4月より皮膚科部長を務めている三井と申します。前任の江藤隆史先生の20年後輩で、専門も同じアトピー性皮膚炎と乾癬です。江藤先生と同様、皮膚疾患についてはオールラウンドに診察していますので、皮膚でお困りのことがありましたら何でもご相談ください。今回は乾癬についてお話ししたいと思います。
乾癬は炎症性角化症の代表的な病気です。症状の特徴として“炎症=皮膚の赤み”と“角化=かさかさ”があります。皮膚の入れ替わりは通常約45日なのですが、乾癬では4,5日と短縮します。皮膚症状だけでなく、関節痛、高血圧、心筋梗塞、うつ症状などを伴うことがある全身的な病気です。
原因はまだ完全には解明されていませんが、白血球のうちのTh17細胞(ヘルパーT細胞の一種)が重要であることが分かっています。治療も外用療法だけでなく、紫外線療法、内服療法、注射療法、顆粒球除去療法など多くの選択肢があります。
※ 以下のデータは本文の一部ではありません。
use std::path::PathBuf;
use thiserror::Error;

use super::worker_status::WorkerStatus;

#[derive(Debug, Clone, Error)]
pub enum BoxError {
    #[error("Event with coordinates {coordinates:?} lies outside of the extents of box {box_id}")]
    OutOfRange { box_id: u64, coordinates: Vec<f64> },
}

#[derive(Debug, Error)]
pub enum ConfigError {
    #[error("Invalid box splitting configuration: {0}")]
    InvalidConfiguration(String),
    #[error("Failed to load configuration as file {0:?} does not exist")]
    BadFilePath(PathBuf),
    #[error("Config failed due to IO error: {0}")]
    IOError(#[from] std::io::Error),
    #[error("Config failed to parse YAML: {0}")]
    ParsingError(#[from] serde_yaml::Error),
}

#[derive(Debug, Error)]
pub enum CodecError {
    #[error("Failed to decode message buffer: {0}")]
    IOError(#[from] std::io::Error),
    #[error("Message carries {0} dimensions; expected {1}")]
    DimensionMismatch(u32, u32),
    #[error("Message has bad magic number {0:#x}")]
    BadMagic(u32),
    #[error("Box layout contains unknown node kind {0}")]
    BadNodeKind(u8),
    #[error("Message has {0} trailing bytes after decoding")]
    TrailingBytes(usize),
}

#[derive(Debug, Error)]
pub enum CommunicationError {
    #[error("Rank {0} is not part of a communicator of size {1}")]
    InvalidRank(usize, usize),
    #[error("Could not reach rank {0}; the peer has shut down")]
    PeerUnreachable(usize),
    #[error("Timed out after {secs}s waiting for tag {tag} from rank {source_rank}")]
    Timeout {
        source_rank: usize,
        tag: u32,
        secs: u64,
    },
    #[error("Message from rank {source_rank} had size {received}; expected {expected}")]
    SizeMismatch {
        source_rank: usize,
        expected: usize,
        received: usize,
    },
    #[error("Received a malformed message: {0}")]
    Malformed(#[from] CodecError),
}

#[derive(Debug, Error)]
pub enum PartitionError {
    #[error("Shared box layout describes {expected} boxes ({expected_leaves} leaves) but {found} boxes ({found_leaves} leaves) were built")]
    BoxCountMismatch {
        expected: usize,
        expected_leaves: usize,
        found: usize,
        found_leaves: usize,
    },
    #[error("Shared box layout disagrees with the local box structure at box {0}")]
    StructureMismatch(u64),
    #[error("Box {0} is not part of the shared box layout")]
    UnknownBox(u64),
    #[error("Rank {rank} received events for box {box_id}, which it does not own")]
    NotOwned { rank: usize, box_id: u64 },
}

#[derive(Debug, Error)]
pub enum EventSourceError {
    #[error("Coordinate array has {0} columns; expected {1}")]
    BadDimensions(usize, usize),
    #[error("Coordinate array has {0} rows but {1} signal and {2} error values were given")]
    LengthMismatch(usize, usize, usize),
}

#[derive(Debug, Error)]
pub enum BuilderError {
    #[error("Builder failed due to box error: {0}")]
    BoxError(#[from] BoxError),
    #[error("Builder failed due to configuration error: {0}")]
    ConfigError(#[from] ConfigError),
    #[error("Builder failed due to communication error: {0}")]
    CommunicationError(#[from] CommunicationError),
    #[error("Builder failed due to partition error: {0}")]
    PartitionError(#[from] PartitionError),
    #[error("Builder failed due to Send error: {0}")]
    SendError(#[from] std::sync::mpsc::SendError<WorkerStatus>),
}

#[derive(Debug, Error)]
pub enum ProcessorError {
    #[error("Processor failed due to Builder error on worker {0}: {1}")]
    BuilderError(usize, BuilderError),
    #[error("Processor failed due to Config error: {0}")]
    ConfigError(#[from] ConfigError),
    #[error("Processor failed due to EventSource error: {0}")]
    EventSourceError(#[from] EventSourceError),
    #[error("Processor failed because worker {0} panicked")]
    WorkerPanic(usize),
}

impl From<CodecError> for BuilderError {
    fn from(value: CodecError) -> Self {
        Self::CommunicationError(CommunicationError::Malformed(value))
    }
}
impl<C: Communicator, const ND: usize> DistributedBoxBuilder<C, ND> {
    pub fn new(comm: C, settings: BuildSettings<ND>) -> Result<Self, ConfigError> {
        settings.validate()?;
        Ok(Self {
            comm,
            settings,
            status: None,
            phase: BuildPhase::default(),
        })
    }

    /// Report each phase change over `tx`
    pub fn with_status(mut self, tx: Sender<WorkerStatus>) -> Self {
        self.status = Some(tx);
        self
    }

    pub fn phase(&self) -> BuildPhase {
        self.phase
    }

    fn enter(&mut self, phase: BuildPhase) -> Result<(), BuilderError> {
        self.phase = phase;
        spdlog::debug!("Worker {}: {}", self.comm.rank(), phase);
        if let Some(tx) = &self.status {
            tx.send(WorkerStatus::from_phase(phase, self.comm.rank()))?;
        }
        Ok(())
    }

    /// Run the whole build and return this worker's portion of the box structure
    pub fn build<S: EventSource<ND>>(
        mut self,
        source: &S,
    ) -> Result<DistributedBoxes<ND>, BuilderError> {
        let rank = self.comm.rank();
        let n_ranks = self.comm.size();
        let frame = self.settings.frame.create_frame(ND);

        if n_ranks == 1 {
            return self.build_single(source, frame);
        }

        self.enter(BuildPhase::Sampling)?;
        let sample = source.events(self.settings.fraction);
        spdlog::info!(
            "Worker {rank} sampled {} of {} events",
            sample.len(),
            source.n_events()
        );

        let plan = if rank == COORDINATOR_RANK {
            self.enter(BuildPhase::CoordinatorBuild)?;
            let all_samples = self.gather_samples(sample)?;
            let layout = self.build_layout(all_samples, frame.clone())?;
            self.comm.broadcast(COORDINATOR_RANK, encode_layout(&layout)?)?
        } else {
            self.enter(BuildPhase::WorkerWait)?;
            self.send_samples(&sample)?;
            self.comm.broadcast(COORDINATOR_RANK, Vec::new())?
        };

        self.enter(BuildPhase::PlanShared)?;
        let layout = decode_layout::<ND>(&plan)?;
        let mut controller = BoxController::with_settings(ND, &self.settings.split)?;
        let root = layout.rebuild(&mut controller)?;
        layout.verify(&root)?;
        let owners = layout.owners();
        let owned = layout.owned_by(rank);
        spdlog::info!(
            "Worker {rank} owns {} of {} layout leaves",
            owned.len(),
            layout.n_leaves()
        );
        let mut tree = BoxTree::from_parts(root, controller, frame);

        self.enter(BuildPhase::LocalPopulate)?;
        tree.controller_mut().set_splitting_enabled(false);
        tree.bulk_load(source.events(1.0))?;

        self.enter(BuildPhase::EventExchange)?;
        self.exchange_events(&mut tree, &owners)?;

        self.enter(BuildPhase::FinalSplit)?;
        tree.controller_mut().set_splitting_enabled(true);
        tree.split_leaves_if_needed(|id| owned.contains(id as usize));
        tree.refresh_statistics();

        self.enter(BuildPhase::Done)?;
        spdlog::info!(
            "Worker {rank} finished with {} events in {} boxes",
            tree.n_events(),
            tree.controller().total_boxes()
        );
        Ok(DistributedBoxes { rank, owned, tree })
    }

    /// Without peers the build is a plain bulk load, and the worker owns the whole tree
    fn build_single<S: EventSource<ND>>(
        mut self,
        source: &S,
        frame: FrameInformation,
    ) -> Result<DistributedBoxes<ND>, BuilderError> {
        self.enter(BuildPhase::LocalPopulate)?;
        let mut tree = BoxTree::initialize(self.settings.extents, frame, &self.settings.split)?;
        tree.bulk_load(source.events(1.0))?;
        self.enter(BuildPhase::Done)?;
        let mut owned = BitSet::new();
        owned.insert(tree.root().id() as usize);
        Ok(DistributedBoxes {
            rank: self.comm.rank(),
            owned,
            tree,
        })
    }

    /// Worker side of the sample collection: announce the count, then send the events
    fn send_samples(&mut self, sample: &[MDEvent<ND>]) -> Result<(), BuilderError> {
        self.comm
            .gather(COORDINATOR_RANK, encode_count(sample.len() as u64)?)?;
        self.comm
            .send(COORDINATOR_RANK, TAG_SAMPLE_EVENTS, encode_events(sample)?)?;
        Ok(())
    }

    /// Coordinator side of the sample collection. Counts are gathered first so every
    /// worker's events land in their own slice of one contiguous buffer.
    fn gather_samples(&mut self, sample: Vec<MDEvent<ND>>) -> Result<Vec<MDEvent<ND>>, BuilderError> {
        let gathered = self
            .comm
            .gather(COORDINATOR_RANK, encode_count(sample.len() as u64)?)?
            .unwrap_or_default();
        let counts = gathered
            .iter()
            .map(|bytes| decode_count(bytes).map(|count| count as usize))
            .collect::<Result<Vec<usize>, _>>()?;
        let mut offsets = Vec::with_capacity(counts.len());
        let mut total = 0;
        for count in counts.iter() {
            offsets.push(total);
            total += count;
        }
        spdlog::info!(
            "Coordinator receiving {} sampled events ({})",
            total,
            human_bytes::human_bytes((total * MDEvent::<ND>::size_bytes()) as f64)
        );

        let mut own = Some(sample);
        let mut buffer = vec![MDEvent::new([0.0; ND], 0.0, 0.0); total];
        for (source, (offset, count)) in offsets.iter().zip(counts.iter()).enumerate() {
            let events = if source == COORDINATOR_RANK {
                own.take().unwrap_or_default()
            } else {
                let bytes = self.comm.receive_exact(
                    source,
                    TAG_SAMPLE_EVENTS,
                    encoded_events_len::<ND>(*count),
                )?;
                decode_events::<ND>(&bytes)?
            };
            if events.len() != *count {
                return Err(CommunicationError::SizeMismatch {
                    source_rank: source,
                    expected: *count,
                    received: events.len(),
                }
                .into());
            }
            buffer[*offset..(*offset + *count)].copy_from_slice(&events);
        }
        Ok(buffer)
    }

    /// Build the preliminary structure from the samples and partition its leaves
    fn build_layout(
        &self,
        samples: Vec<MDEvent<ND>>,
        frame: FrameInformation,
    ) -> Result<BoxLayout<ND>, BuilderError> {
        let mut preliminary = BoxTree::initialize(self.settings.extents, frame, &self.settings.split)?;
        preliminary.bulk_load(samples)?;
        let layout = BoxLayout::capture(preliminary.root(), self.comm.size());
        spdlog::info!(
            "Preliminary box structure has {} boxes ({} leaves); leaves per worker: {:?}",
            layout.summary().n_boxes,
            layout.n_leaves(),
            layout.leaves_per_rank()
        );
        Ok(layout)
    }

    /// Hand the events of every non-owned leaf to its owner and take in the events of the
    /// owned leaves. Every worker sends exactly one message to and receives exactly one
    /// message from each peer.
    fn exchange_events(
        &mut self,
        tree: &mut BoxTree<ND>,
        owners: &FxHashMap<u64, usize>,
    ) -> Result<(), BuilderError> {
        let rank = self.comm.rank();
        let n_ranks = self.comm.size();

        let mut outgoing: Vec<Vec<EventBundle<ND>>> = vec![Vec::new(); n_ranks];
        for leaf in tree.root_mut().leaves_mut() {
            let owner = *owners
                .get(&leaf.id())
                .ok_or(PartitionError::UnknownBox(leaf.id()))?;
            if owner != rank && !leaf.events().is_empty() {
                if let Some(bundles) = outgoing.get_mut(owner) {
                    bundles.push((leaf.id(), leaf.take_events()));
                }
            }
        }

        for (dest, bundles) in outgoing.iter().enumerate() {
            if dest == rank {
                continue;
            }
            let n_events: usize = bundles.iter().map(|(_, events)| events.len()).sum();
            spdlog::debug!(
                "Worker {rank} sending {n_events} events ({}) to worker {dest}",
                human_bytes::human_bytes((n_events * MDEvent::<ND>::size_bytes()) as f64)
            );
            self.comm.send(dest, TAG_EXCHANGE, encode_bundles(bundles)?)?;
        }

        let mut received = Vec::new();
        for source in (0..n_ranks).filter(|source| *source != rank) {
            let bytes = self.comm.receive(source, TAG_EXCHANGE)?;
            for (box_id, events) in decode_bundles::<ND>(&bytes)? {
                match owners.get(&box_id) {
                    None => return Err(PartitionError::UnknownBox(box_id).into()),
                    Some(owner) if *owner != rank => {
                        return Err(PartitionError::NotOwned { rank, box_id }.into())
                    }
                    Some(_) => received.push((box_id, events)),
                }
            }
        }

        let mut leaves: FxHashMap<u64, &mut MDBox<ND>> = tree
            .root_mut()
            .leaves_mut()
            .into_iter()
            .map(|leaf| (leaf.id(), leaf))
            .collect();
        let mut n_received = 0;
        for (box_id, events) in received {
            let leaf = leaves
                .get_mut(&box_id)
                .ok_or(PartitionError::UnknownBox(box_id))?;
            n_received += events.len();
            for event in events {
                leaf.insert(event)?;
            }
        }
        spdlog::info!(
            "Worker {rank} received {n_received} events ({}) for its boxes",
            human_bytes::human_bytes((n_received * MDEvent::<ND>::size_bytes()) as f64)
        );
        Ok(())
    }
}
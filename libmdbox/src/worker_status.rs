use std::fmt::Display;

#[derive(Debug, Clone, Copy, Default, PartialEq, Eq)]
pub enum BarColor {
    #[default]
    CYAN,
    MAGENTA,
    RED,
    GREEN,
}

/// The phases a worker passes through during a distributed build
#[derive(Debug, Clone, Copy, Default, PartialEq, Eq)]
pub enum BuildPhase {
    #[default]
    Sampling,
    CoordinatorBuild,
    WorkerWait,
    PlanShared,
    LocalPopulate,
    EventExchange,
    FinalSplit,
    Done,
}

impl BuildPhase {
    /// Rough fraction of the build completed on entering this phase
    pub fn progress(&self) -> f32 {
        match self {
            Self::Sampling => 0.0,
            Self::CoordinatorBuild | Self::WorkerWait => 0.1,
            Self::PlanShared => 0.25,
            Self::LocalPopulate => 0.3,
            Self::EventExchange => 0.6,
            Self::FinalSplit => 0.75,
            Self::Done => 1.0,
        }
    }

    pub fn color(&self) -> BarColor {
        match self {
            Self::Sampling | Self::CoordinatorBuild | Self::WorkerWait => BarColor::MAGENTA,
            Self::PlanShared | Self::LocalPopulate => BarColor::CYAN,
            Self::EventExchange => BarColor::RED,
            Self::FinalSplit | Self::Done => BarColor::GREEN,
        }
    }
}

impl Display for BuildPhase {
    fn fmt(&self, f: &mut std::fmt::Formatter<'_>) -> std::fmt::Result {
        match self {
            Self::Sampling => write!(f, "Sampling"),
            Self::CoordinatorBuild => write!(f, "Building preliminary boxes"),
            Self::WorkerWait => write!(f, "Waiting for box layout"),
            Self::PlanShared => write!(f, "Rebuilding shared layout"),
            Self::LocalPopulate => write!(f, "Loading local events"),
            Self::EventExchange => write!(f, "Exchanging events"),
            Self::FinalSplit => write!(f, "Splitting owned boxes"),
            Self::Done => write!(f, "Done"),
        }
    }
}

#[derive(Debug, Clone, Default)]
pub struct WorkerStatus {
    pub progress: f32,
    pub phase: BuildPhase,
    pub worker_id: usize,
    pub color: BarColor,
}

impl WorkerStatus {
    pub fn new(progress: f32, phase: BuildPhase, worker_id: usize, color: BarColor) -> Self {
        Self {
            progress,
            phase,
            worker_id,
            color,
        }
    }

    /// Status at the start of `phase`
    pub fn from_phase(phase: BuildPhase, worker_id: usize) -> Self {
        Self::new(phase.progress(), phase, worker_id, phase.color())
    }
}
治療の選択肢が多くあると選択に迷うかもしれませんが、当科では効果、副作用、費用などをお話して患者さんと一緒に決定していきます。図のような治療の枠組みを示す“ピラミッド計画”を使うことがありますが、これは下から順番に選ばなくてはいけないというものではありません。下の方が治療対象の幅が広い、ということを示しています。
乾癬治療のピラミッド計画
参照: 飯塚 一:Visual Dermatology 16:850-851,
2017より一部改変
当科の大きな特徴として、紫外線装置が充実していることが挙げられます。ピラミッドの図でも紫外線療法は2番目に適応の広い治療です。紫外線装置はNBUVBという皮膚疾患に有効な波長だけを出すもので、副作用をなるべく少なくしており、日焼けサロンの装置とは異なります。皮膚症状の大きさ、部位に応じて色々な装置を使い分けていきます。全身、下肢のみ、スポットのみと皮疹のタイプに応じて全身型、半身型、エキシマライトと使い分けています。
注射製剤は、乾癬の病態をピンポイントで抑制するもの(生物学的製剤)で、効果が高く副作用が少ないのが特徴です。現在8種類ほど発売されていますが、日本皮膚科学会で指定された病院でしか投与することができません。当科では全て対応可能です。各製剤の特徴がありますので、個々の患者さんに合わせて一緒に決定していきます。高価な製剤ですが、加入している保険と収入によっては国から補助金が出ます。まずは受診して頂き、気軽に相談してください。